RECORDS TO PROCESS below:

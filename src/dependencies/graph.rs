use super::includes::DependencyEdge;
use crate::core::Coupling;
use std::collections::{BTreeMap, BTreeSet};

/// Include graph over corpus files. Only edges whose target resolved to an
/// analysed file take part.
#[derive(Debug, Clone, Default)]
pub struct DependencyGraph {
    adjacency: BTreeMap<String, BTreeSet<String>>,
}

impl DependencyGraph {
    pub fn new() -> Self {
        Self::default()
    }

    pub fn add_file(&mut self, file: &str) {
        self.adjacency.entry(file.to_string()).or_default();
    }

    pub fn add_dependency(&mut self, from: &str, to: &str) {
        self.add_file(to);
        self.adjacency
            .entry(from.to_string())
            .or_default()
            .insert(to.to_string());
    }

    pub fn file_count(&self) -> usize {
        self.adjacency.len()
    }

    pub fn dependency_count(&self) -> usize {
        self.adjacency.values().map(BTreeSet::len).sum()
    }

    pub fn dependencies_of(&self, file: &str) -> impl Iterator<Item = &str> {
        self.adjacency
            .get(file)
            .into_iter()
            .flat_map(|deps| deps.iter().map(String::as_str))
    }

    pub fn dependents_of<'g>(&'g self, file: &'g str) -> impl Iterator<Item = &'g str> {
        self.adjacency
            .iter()
            .filter(move |(other, deps)| other.as_str() != file && deps.contains(file))
            .map(|(other, _)| other.as_str())
    }

    /// Include cycles found by depth-first search, each rotated to start at
    /// its smallest path and listed once.
    pub fn detect_cycles(&self) -> Vec<Vec<String>> {
        let mut visited: BTreeSet<&str> = BTreeSet::new();
        let mut on_stack: BTreeSet<&str> = BTreeSet::new();
        let mut path: Vec<&str> = Vec::new();
        let mut cycles: BTreeSet<Vec<String>> = BTreeSet::new();

        for file in self.adjacency.keys() {
            if !visited.contains(file.as_str()) {
                self.dfs(file, &mut visited, &mut on_stack, &mut path, &mut cycles);
            }
        }

        cycles.into_iter().collect()
    }

    fn dfs<'g>(
        &'g self,
        file: &'g str,
        visited: &mut BTreeSet<&'g str>,
        on_stack: &mut BTreeSet<&'g str>,
        path: &mut Vec<&'g str>,
        cycles: &mut BTreeSet<Vec<String>>,
    ) {
        visited.insert(file);
        on_stack.insert(file);
        path.push(file);

        for dep in self.dependencies_of(file) {
            if !visited.contains(dep) {
                self.dfs(dep, visited, on_stack, path, cycles);
            } else if on_stack.contains(dep) {
                if let Some(start) = path.iter().position(|f| *f == dep) {
                    cycles.insert(canonical_cycle(&path[start..]));
                }
            }
        }

        path.pop();
        on_stack.remove(file);
    }

    /// Fan-in and fan-out per file.
    pub fn coupling(&self) -> BTreeMap<String, Coupling> {
        let mut coupling: BTreeMap<String, Coupling> = self
            .adjacency
            .keys()
            .map(|file| (file.clone(), Coupling::default()))
            .collect();
        for (from, deps) in &self.adjacency {
            for to in deps.iter().filter(|to| *to != from) {
                if let Some(entry) = coupling.get_mut(from) {
                    entry.fan_out += 1;
                }
                if let Some(entry) = coupling.get_mut(to) {
                    entry.fan_in += 1;
                }
            }
        }
        coupling
    }
}

fn canonical_cycle(cycle: &[&str]) -> Vec<String> {
    let pivot = cycle
        .iter()
        .enumerate()
        .min_by_key(|(_, f)| **f)
        .map(|(i, _)| i)
        .unwrap_or(0);
    cycle[pivot..]
        .iter()
        .chain(&cycle[..pivot])
        .map(|f| f.to_string())
        .collect()
}

/// Graph of every file in `files` plus the in-corpus edges among them.
pub fn build_dependency_graph<'e>(
    files: impl IntoIterator<Item = &'e str>,
    edges: impl IntoIterator<Item = &'e DependencyEdge>,
) -> DependencyGraph {
    let mut graph = DependencyGraph::new();
    for file in files {
        graph.add_file(file);
    }
    for edge in edges.into_iter().filter(|e| e.in_corpus) {
        if let Some(target) = edge.target.resolved() {
            graph.add_dependency(&edge.source_file, target);
        }
    }
    graph
}
pub mod rules;
pub mod types;

pub use rules::{Rule, RuleSet, RULES, RULESET_VERSION};
pub use types::{SecurityCategory, SecurityFinding, Severity};

use crate::scanner::LexedSource;
use crate::utils::truncate_chars;
use std::collections::btree_map::Entry;
use std::collections::BTreeMap;

/// Scans every line of a file against the enabled rules.
///
/// At most one finding per (line, category) survives; the higher severity
/// wins and an equal severity keeps the earlier rule.
pub fn analyze_security_patterns(
    lexed: &LexedSource<'_>,
    path: &str,
    rules: &RuleSet,
    snippet_length: usize,
) -> Vec<SecurityFinding> {
    let stripped = lexed.stripped();
    let mut kept: BTreeMap<(usize, SecurityCategory), SecurityFinding> = BTreeMap::new();

    for line in 1..=lexed.line_count() {
        let text = &stripped[lexed.line_range(line)];
        if text.trim().is_empty() {
            continue;
        }
        for rule in rules.matching(text) {
            let finding = SecurityFinding {
                category: rule.category,
                severity: rule.severity,
                file: path.to_string(),
                line,
                snippet: truncate_chars(text, snippet_length),
                rule_id: rule.id.to_string(),
            };
            match kept.entry((line, rule.category)) {
                Entry::Vacant(slot) => {
                    slot.insert(finding);
                }
                Entry::Occupied(mut slot) if finding.severity > slot.get().severity => {
                    slot.insert(finding);
                }
                Entry::Occupied(_) => {}
            }
        }
    }

    kept.into_values().collect()
}

/// Collapses findings sharing (file, line, category), keeping the most
/// severe. Used when findings from several sources are merged.
pub fn dedup_findings(findings: Vec<SecurityFinding>) -> Vec<SecurityFinding> {
    let mut kept: BTreeMap<(String, usize, SecurityCategory), SecurityFinding> = BTreeMap::new();
    for finding in findings {
        let key = (finding.file.clone(), finding.line, finding.category);
        match kept.entry(key) {
            Entry::Vacant(slot) => {
                slot.insert(finding);
            }
            Entry::Occupied(mut slot) => {
                let current = slot.get();
                if (finding.severity, std::cmp::Reverse(&finding.rule_id))
                    > (current.severity, std::cmp::Reverse(&current.rule_id))
                {
                    slot.insert(finding);
                }
            }
        }
    }
    kept.into_values().collect()
}

#[cfg(test)]
mod tests {
    use super::*;
    use crate::scanner::lex;
    use indoc::indoc;

    fn scan(src: &str) -> Vec<SecurityFinding> {
        analyze_security_patterns(&lex(src), "app.php", &RuleSet::default(), 100)
    }

    #[test]
    fn test_concatenated_query_is_one_critical_finding() {
        let findings = scan("<?php\n$q = \"SELECT * FROM t WHERE id = \" + userInput;\n");
        assert_eq!(findings.len(), 1);
        assert_eq!(findings[0].category, SecurityCategory::SqlInjection);
        assert_eq!(findings[0].severity, Severity::Critical);
        assert_eq!(findings[0].line, 2);
        assert_eq!(findings[0].rule_id, "SQL001");
    }

    #[test]
    fn test_repeated_pattern_on_one_line_dedups() {
        let findings = scan("<?php\neval($a); eval($b);\n");
        assert_eq!(findings.len(), 1);
    }

    #[test]
    fn test_different_categories_on_one_line_stay_distinct() {
        let findings = scan("<?php\necho $_GET['q']; $h = md5($password);\n");
        let categories: Vec<_> = findings.iter().map(|f| f.category).collect();
        assert_eq!(
            categories,
            vec![SecurityCategory::UnescapedOutput, SecurityCategory::WeakHash]
        );
        let hash = &findings[1];
        assert_eq!(hash.severity, Severity::High);
        assert_eq!(hash.rule_id, "HASH001");
    }

    #[test]
    fn test_commented_code_is_ignored() {
        let src = indoc! {r#"
            <?php
            // eval($code);
            /* system($cmd); */
            $x = 1; # exec($y);
        "#};
        assert!(scan(src).is_empty());
    }

    #[test]
    fn test_snippet_is_bounded() {
        let long = format!("<?php\neval(${});\n", "a".repeat(500));
        let findings = scan(&long);
        assert!(findings[0].snippet.chars().count() <= 100);
    }

    #[test]
    fn test_dedup_findings_keeps_highest_severity() {
        let base = SecurityFinding {
            category: SecurityCategory::WeakHash,
            severity: Severity::Low,
            file: "a.php".into(),
            line: 3,
            snippet: "md5($p)".into(),
            rule_id: "HASH003".into(),
        };
        let high = SecurityFinding {
            severity: Severity::High,
            rule_id: "HASH001".into(),
            ..base.clone()
        };
        let merged = dedup_findings(vec![base.clone(), high.clone(), base]);
        assert_eq!(merged, vec![high]);
    }
}
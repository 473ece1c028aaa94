use super::function::analyze_function;
use super::patterns::is_singleton;
use crate::core::{AnalysisWarning, ClassKind, ClassRecord, FunctionRecord, WarningKind};
use crate::scanner::{declarations, declarations_in, Declaration, DeclarationKind, LexedSource};
use once_cell::sync::Lazy;
use regex::Regex;
use std::path::Path;

static EXTENDS: Lazy<Regex> =
    Lazy::new(|| Regex::new(r"(?i)\bextends\s+([\w\\]+)").expect("valid extends regex"));

static IMPLEMENTS: Lazy<Regex> = Lazy::new(|| {
    Regex::new(r"(?i)\bimplements\s+([\w\\]+(?:\s*,\s*[\w\\]+)*)").expect("valid implements regex")
});

static OUTPUT: Lazy<Regex> =
    Lazy::new(|| Regex::new(r"(?i)\b(?:echo|print|printf)\b|<\?=").expect("valid output regex"));

static HEADER_CALL: Lazy<Regex> =
    Lazy::new(|| Regex::new(r"(?i)\bheader\s*\(").expect("valid header regex"));

const ENTRY_NAMES: &[&str] = &["index", "main", "home", "login", "register"];
const LIBRARY_NAME_MARKERS: &[&str] = &["include", "inc", "lib", "func", "class", "config"];

#[derive(Debug, Default)]
pub struct FileStructure {
    pub functions: Vec<FunctionRecord>,
    pub classes: Vec<ClassRecord>,
    pub warnings: Vec<AnalysisWarning>,
}

/// Functions, classes and methods of one file, in source order.
pub fn analyze_structure(lexed: &LexedSource<'_>, path: &str, max_calls: usize) -> FileStructure {
    let mut structure = FileStructure::default();

    for decl in declarations(lexed) {
        if decl.malformed {
            structure.warnings.push(malformed_warning(&decl, path));
        }
        match decl.kind {
            DeclarationKind::Function => {
                let _function = crate::observability::set_current_function(&decl.name);
                structure
                    .functions
                    .push(analyze_function(lexed, &decl, None, max_calls));
            }
            DeclarationKind::Class | DeclarationKind::Interface | DeclarationKind::Trait => {
                let class = analyze_class(lexed, &decl, path, max_calls, &mut structure);
                structure.classes.push(class);
            }
        }
    }

    structure
}

fn analyze_class(
    lexed: &LexedSource<'_>,
    decl: &Declaration,
    path: &str,
    max_calls: usize,
    structure: &mut FileStructure,
) -> ClassRecord {
    let header = decl.header_tail(lexed.code());
    let mut methods = Vec::new();
    let mut singleton = false;

    if let Some(body) = decl.body.clone() {
        let inner_end = if decl.malformed { body.end } else { body.end - 1 };
        singleton = is_singleton(&lexed.code()[body.clone()]);
        for method in declarations_in(lexed, body.start + 1..inner_end) {
            if method.kind != DeclarationKind::Function {
                continue;
            }
            if method.malformed && !decl.malformed {
                structure.warnings.push(malformed_warning(&method, path));
            }
            let qualified = format!("{}::{}", decl.name, method.name);
            let _function = crate::observability::set_current_function(qualified);
            methods.push(method.name.clone());
            structure
                .functions
                .push(analyze_function(lexed, &method, Some(&decl.name), max_calls));
        }
    }

    ClassRecord {
        name: decl.name.clone(),
        kind: match decl.kind {
            DeclarationKind::Interface => ClassKind::Interface,
            DeclarationKind::Trait => ClassKind::Trait,
            _ => ClassKind::Class,
        },
        extends: EXTENDS
            .captures(header)
            .map(|caps| caps[1].trim_start_matches('\\').to_string()),
        implements: IMPLEMENTS
            .captures(header)
            .map(|caps| {
                caps[1]
                    .split(',')
                    .map(|name| name.trim().trim_start_matches('\\').to_string())
                    .collect()
            })
            .unwrap_or_default(),
        line_start: decl.start_line,
        line_end: decl.end_line.max(decl.start_line),
        methods,
        is_singleton: singleton,
        malformed: decl.malformed,
    }
}

fn malformed_warning(decl: &Declaration, path: &str) -> AnalysisWarning {
    AnalysisWarning::new(
        WarningKind::MalformedDeclaration,
        format!(
            "'{}' never closes; record truncated at end of file",
            decl.name
        ),
    )
    .in_file(path)
    .at_line(decl.start_line)
}

/// Likelihood that a file is requested directly rather than included.
/// Never negative.
pub fn entry_point_score(path: &str, lexed: &LexedSource<'_>, function_count: usize) -> f64 {
    let code = lexed.code();
    let mut score: f64 = 0.0;

    if code.contains("$_GET") {
        score += 2.0;
    }
    if code.contains("$_POST") {
        score += 2.0;
    }
    if code.contains("$_REQUEST") {
        score += 1.5;
    }
    if lexed.html_lines() > 5 {
        score += 1.0;
    }
    if code.contains("$_SESSION") {
        score += 0.5;
    }
    if lexed.text().trim_start().starts_with("<?") {
        score += 0.5;
    }
    if HEADER_CALL.is_match(code) {
        score += 1.0;
    }
    let produces_output = lexed.html_lines() > 0 || OUTPUT.is_match(lexed.stripped());
    if function_count > 3 && !produces_output {
        score -= 2.0;
    }

    let stem = Path::new(path)
        .file_stem()
        .map(|s| s.to_string_lossy().to_ascii_lowercase())
        .unwrap_or_default();
    if ENTRY_NAMES.contains(&stem.as_str()) {
        score += 1.5;
    }
    if LIBRARY_NAME_MARKERS.iter().any(|marker| stem.contains(marker)) {
        score -= 2.0;
    }

    score.max(0.0)
}
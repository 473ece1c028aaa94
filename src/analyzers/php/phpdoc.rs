use once_cell::sync::Lazy;
use regex::Regex;
use std::collections::BTreeMap;

static PARAM_TAG: Lazy<Regex> = Lazy::new(|| {
    Regex::new(r"@param\s+([^\s$]+)\s+&?(?:\.\.\.)?\$(\w+)").expect("valid @param regex")
});

static RETURN_TAG: Lazy<Regex> =
    Lazy::new(|| Regex::new(r"@return\s+([^\s*]+)").expect("valid @return regex"));

#[derive(Clone, Debug, Default, PartialEq, Eq)]
pub struct DocTypes {
    pub params: BTreeMap<String, String>,
    pub return_type: Option<String>,
}

/// The `/** ... */` block that ends right before `offset`, if any.
pub fn doc_block_before(text: &str, offset: usize) -> Option<&str> {
    let before = text[..offset].trim_end();
    if !before.ends_with("*/") {
        return None;
    }
    let start = before.rfind("/**")?;
    // a plain comment closing after an earlier doc block is not ours
    if before[start + 3..before.len() - 2].contains("*/") {
        return None;
    }
    Some(&before[start..])
}

pub fn parse_doc_types(doc: &str) -> DocTypes {
    DocTypes {
        params: PARAM_TAG
            .captures_iter(doc)
            .map(|caps| (caps[2].to_string(), caps[1].to_string()))
            .collect(),
        return_type: RETURN_TAG.captures(doc).map(|caps| caps[1].to_string()),
    }
}
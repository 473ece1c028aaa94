//! Small text and path helpers shared by the analyzers and writers.

use std::path::{Component, Path, PathBuf};

/// At most `max` characters of `s`, trimmed, with `...` when cut.
pub fn truncate_chars(s: &str, max: usize) -> String {
    let s = s.trim();
    if s.chars().count() <= max {
        return s.to_string();
    }
    let kept: String = s.chars().take(max.saturating_sub(3)).collect();
    format!("{kept}...")
}

/// Collapse runs of whitespace into single spaces.
pub fn squash_whitespace(s: &str) -> String {
    s.split_whitespace().collect::<Vec<_>>().join(" ")
}

/// `path` relative to `root` with `/` separators, for use as a stable key.
pub fn relative_key(path: &Path, root: &Path) -> String {
    let relative = pathdiff::diff_paths(path, root).unwrap_or_else(|| path.to_path_buf());
    to_key(&relative)
}

pub fn to_key(path: &Path) -> String {
    path.components()
        .filter_map(|c| match c {
            Component::Normal(part) => Some(part.to_string_lossy().into_owned()),
            Component::ParentDir => Some("..".to_string()),
            _ => None,
        })
        .collect::<Vec<_>>()
        .join("/")
}

/// Resolve `.` and `..` lexically, without touching the file system.
/// Leading `..` components that cannot be resolved are kept.
pub fn normalize_lexically(path: &Path) -> PathBuf {
    let mut parts: Vec<Component> = Vec::new();
    for component in path.components() {
        match component {
            Component::CurDir => {}
            Component::ParentDir => match parts.last() {
                Some(Component::Normal(_)) => {
                    parts.pop();
                }
                Some(Component::RootDir) => {}
                _ => parts.push(component),
            },
            other => parts.push(other),
        }
    }
    parts.iter().collect()
}
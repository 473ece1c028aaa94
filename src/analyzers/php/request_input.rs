use crate::core::RequestInput;
use once_cell::sync::Lazy;
use regex::Regex;
use std::collections::BTreeSet;

static SUPERGLOBAL: Lazy<Regex> = Lazy::new(|| {
    Regex::new(r"\$(_GET|_POST|_REQUEST|_SESSION|_COOKIE|_FILES|_SERVER|_ENV|HTTP_GET_VARS|HTTP_POST_VARS|HTTP_COOKIE_VARS|HTTP_SESSION_VARS|HTTP_POST_FILES|HTTP_SERVER_VARS|HTTP_ENV_VARS)\b")
        .expect("valid superglobal regex")
});

static FILTER_INPUT: Lazy<Regex> = Lazy::new(|| {
    Regex::new(r"(?i)\bfilter_input(?:_array)?\s*\(\s*INPUT_(GET|POST|COOKIE|SERVER|ENV|REQUEST|SESSION)\b")
        .expect("valid filter_input regex")
});

static RAW_BODY: Lazy<Regex> =
    Lazy::new(|| Regex::new(r"(?i)php://input").expect("valid raw body regex"));

static HEADER_READ: Lazy<Regex> = Lazy::new(|| {
    Regex::new(r"(?i)\b(?:getallheaders|apache_request_headers)\s*\(").expect("valid header regex")
});

fn categories(source: &str) -> &'static [RequestInput] {
    match source.to_ascii_uppercase().trim_start_matches('_') {
        "GET" | "HTTP_GET_VARS" => &[RequestInput::Query],
        "POST" | "HTTP_POST_VARS" => &[RequestInput::Body],
        "REQUEST" => &[RequestInput::Query, RequestInput::Body],
        "SESSION" | "HTTP_SESSION_VARS" => &[RequestInput::Session],
        "COOKIE" | "HTTP_COOKIE_VARS" => &[RequestInput::Cookie],
        "FILES" | "HTTP_POST_FILES" => &[RequestInput::Upload],
        "SERVER" | "ENV" | "HTTP_SERVER_VARS" | "HTTP_ENV_VARS" => &[RequestInput::Server],
        _ => &[],
    }
}

/// Request data categories read in a fragment. `code` is the masked view and
/// `stripped` the comment-free view of the same text.
pub fn detect_request_input(code: &str, stripped: &str) -> BTreeSet<RequestInput> {
    let mut found = BTreeSet::new();
    for caps in SUPERGLOBAL.captures_iter(code) {
        found.extend(categories(&caps[1]));
    }
    for caps in FILTER_INPUT.captures_iter(code) {
        found.extend(categories(&caps[1]));
    }
    if RAW_BODY.is_match(stripped) {
        found.insert(RequestInput::Body);
    }
    if HEADER_READ.is_match(code) {
        found.insert(RequestInput::Server);
    }
    found
}
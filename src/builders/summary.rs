//! Corpus-level summaries derived from the finished per-file results.

use crate::core::metrics::summarize_complexity;
use crate::core::{
    ComplexitySummary, FileRecord, FunctionRecord, MigrationAssessment, MigrationRating,
    SecuritySummary,
};
use crate::database::TableSchema;
use crate::security::{RuleSet, SecurityFinding};
use std::collections::BTreeMap;

/// Files scoring at least this are reported as entry points.
pub const ENTRY_POINT_THRESHOLD: f64 = 3.0;

pub fn security_summary(findings: &[SecurityFinding], rules: &RuleSet) -> SecuritySummary {
    let mut summary = SecuritySummary {
        total: findings.len(),
        rule_hits: rules
            .enabled_rules()
            .map(|rule| (rule.id.to_string(), 0))
            .collect(),
        ..SecuritySummary::default()
    };

    for finding in findings {
        *summary
            .by_severity
            .entry(finding.severity.to_string())
            .or_default() += 1;
        *summary
            .by_category
            .entry(finding.category.to_string())
            .or_default() += 1;
        *summary.rule_hits.entry(finding.rule_id.clone()).or_default() += 1;
    }

    summary
}

pub fn complexity_summary<'f>(
    files: impl IntoIterator<Item = &'f FileRecord>,
    threshold: u32,
) -> ComplexitySummary {
    let functions: Vec<&FunctionRecord> = files
        .into_iter()
        .flat_map(|file| file.functions.iter())
        .collect();
    summarize_complexity(&functions, threshold)
}

/// Counts that feed the migration rating.
struct MigrationSignals {
    total_files: usize,
    mixed_files: usize,
    queries: usize,
    ambient_state_uses: usize,
    findings: usize,
    static_calls: usize,
    singletons: usize,
    external_calls: usize,
    entry_points: usize,
    include_cycles: usize,
}

impl MigrationSignals {
    fn factors(&self) -> Vec<String> {
        let checks: [(bool, String); 9] = [
            (
                self.total_files > 0 && self.mixed_files * 2 > self.total_files,
                "Most files mix PHP and HTML; templates need extracting".into(),
            ),
            (
                self.queries > 50,
                format!("Heavy database usage ({} queries); needs careful data-access mapping", self.queries),
            ),
            (
                self.ambient_state_uses > 20,
                "Heavy global variable usage; state needs refactoring".into(),
            ),
            (
                self.entry_points > 5,
                format!("{} files are requested directly; no single front controller", self.entry_points),
            ),
            (
                self.findings > 10,
                format!("{} security findings need review during migration", self.findings),
            ),
            (
                self.static_calls > 20,
                "Heavy static method usage; needs dependency injection".into(),
            ),
            (
                self.singletons > 5,
                "Multiple singletons; needs dependency injection".into(),
            ),
            (
                self.external_calls > 10,
                "Many external API integrations; needs an HTTP client abstraction".into(),
            ),
            (
                self.include_cycles > 0,
                format!("{} include cycles", self.include_cycles),
            ),
        ];
        checks
            .into_iter()
            .filter_map(|(hit, factor)| hit.then_some(factor))
            .collect()
    }
}

pub fn rating_for(factor_count: usize) -> MigrationRating {
    match factor_count {
        0 => MigrationRating::Low,
        1..=2 => MigrationRating::Medium,
        3..=4 => MigrationRating::High,
        _ => MigrationRating::VeryHigh,
    }
}

pub fn migration_assessment(
    files: &BTreeMap<String, FileRecord>,
    tables: &BTreeMap<String, TableSchema>,
    findings: &[SecurityFinding],
    include_cycles: usize,
) -> MigrationAssessment {
    let functions = || files.values().flat_map(|f| f.functions.iter());
    let entry_points: Vec<String> = files
        .values()
        .filter(|f| f.entry_point_score >= ENTRY_POINT_THRESHOLD)
        .map(|f| f.path.clone())
        .collect();

    let signals = MigrationSignals {
        total_files: files.len(),
        mixed_files: files.values().filter(|f| f.is_mixed).count(),
        queries: files.values().map(|f| f.queries.len()).sum(),
        ambient_state_uses: functions().map(|f| f.uses_ambient_state.len()).sum(),
        findings: findings.len(),
        static_calls: files.values().map(|f| f.static_calls.len()).sum(),
        singletons: files
            .values()
            .flat_map(|f| f.classes.iter())
            .filter(|c| c.is_singleton)
            .count(),
        external_calls: files.values().map(|f| f.external_calls.len()).sum(),
        entry_points: entry_points.len(),
        include_cycles,
    };
    let factors = signals.factors();

    MigrationAssessment {
        total_files: signals.total_files,
        total_lines: files.values().map(|f| f.line_count).sum(),
        mixed_files: signals.mixed_files,
        database_functions: functions().filter(|f| f.calls_database).count(),
        tables: tables.len(),
        include_cycles,
        entry_points,
        rating: rating_for(factors.len()),
        factors,
    }
}

#[cfg(test)]
mod tests {
    use super::*;
    use crate::security::{SecurityCategory, Severity};

    fn finding(line: usize, category: SecurityCategory, severity: Severity, rule: &str) -> SecurityFinding {
        SecurityFinding {
            category,
            severity,
            file: "a.php".into(),
            line,
            snippet: String::new(),
            rule_id: rule.into(),
        }
    }

    #[test]
    fn test_security_summary_keeps_zero_hit_rules() {
        let findings = vec![
            finding(1, SecurityCategory::SqlInjection, Severity::Critical, "SQL001"),
            finding(2, SecurityCategory::SqlInjection, Severity::Critical, "SQL001"),
            finding(3, SecurityCategory::WeakHash, Severity::High, "HASH001"),
        ];
        let summary = security_summary(&findings, &RuleSet::default());
        assert_eq!(summary.total, 3);
        assert_eq!(summary.by_severity["critical"], 2);
        assert_eq!(summary.by_category["weak_hash"], 1);
        assert_eq!(summary.rule_hits["SQL001"], 2);
        assert_eq!(summary.rule_hits["RAND001"], 0);
    }

    #[test]
    fn test_rating_scale() {
        assert_eq!(rating_for(0), MigrationRating::Low);
        assert_eq!(rating_for(2), MigrationRating::Medium);
        assert_eq!(rating_for(3), MigrationRating::High);
        assert_eq!(rating_for(7), MigrationRating::VeryHigh);
    }

    #[test]
    fn test_migration_of_small_corpus() {
        let mut index = FileRecord::empty("index.php");
        index.line_count = 40;
        index.entry_point_score = 5.0;
        index.is_mixed = true;
        let mut lib = FileRecord::empty("lib.php");
        lib.line_count = 10;
        let files: BTreeMap<_, _> = [index, lib].into_iter().map(|f| (f.path.clone(), f)).collect();

        let assessment = migration_assessment(&files, &BTreeMap::new(), &[], 1);
        assert_eq!(assessment.total_files, 2);
        assert_eq!(assessment.total_lines, 50);
        assert_eq!(assessment.entry_points, vec!["index.php"]);
        assert_eq!(assessment.factors, vec!["1 include cycles".to_string()]);
        assert_eq!(assessment.rating, MigrationRating::Medium);
    }
}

End of RECORDS TO PROCESS.

→ WHAT IS BEING ASKED
Quote the data above from the line containing "if let Some(entry) = coupling.get_mut(from)" to the line containing "fn canonical_cycle(cycle: &[&str])", inclusive, and stop.

→ YOUR SOLUTION
                if let Some(entry) = coupling.get_mut(from) {
                    entry.fan_out += 1;
                }
                if let Some(entry) = coupling.get_mut(to) {
                    entry.fan_in += 1;
                }
            }
        }
        coupling
    }
}

fn canonical_cycle(cycle: &[&str]) -> Vec<String> {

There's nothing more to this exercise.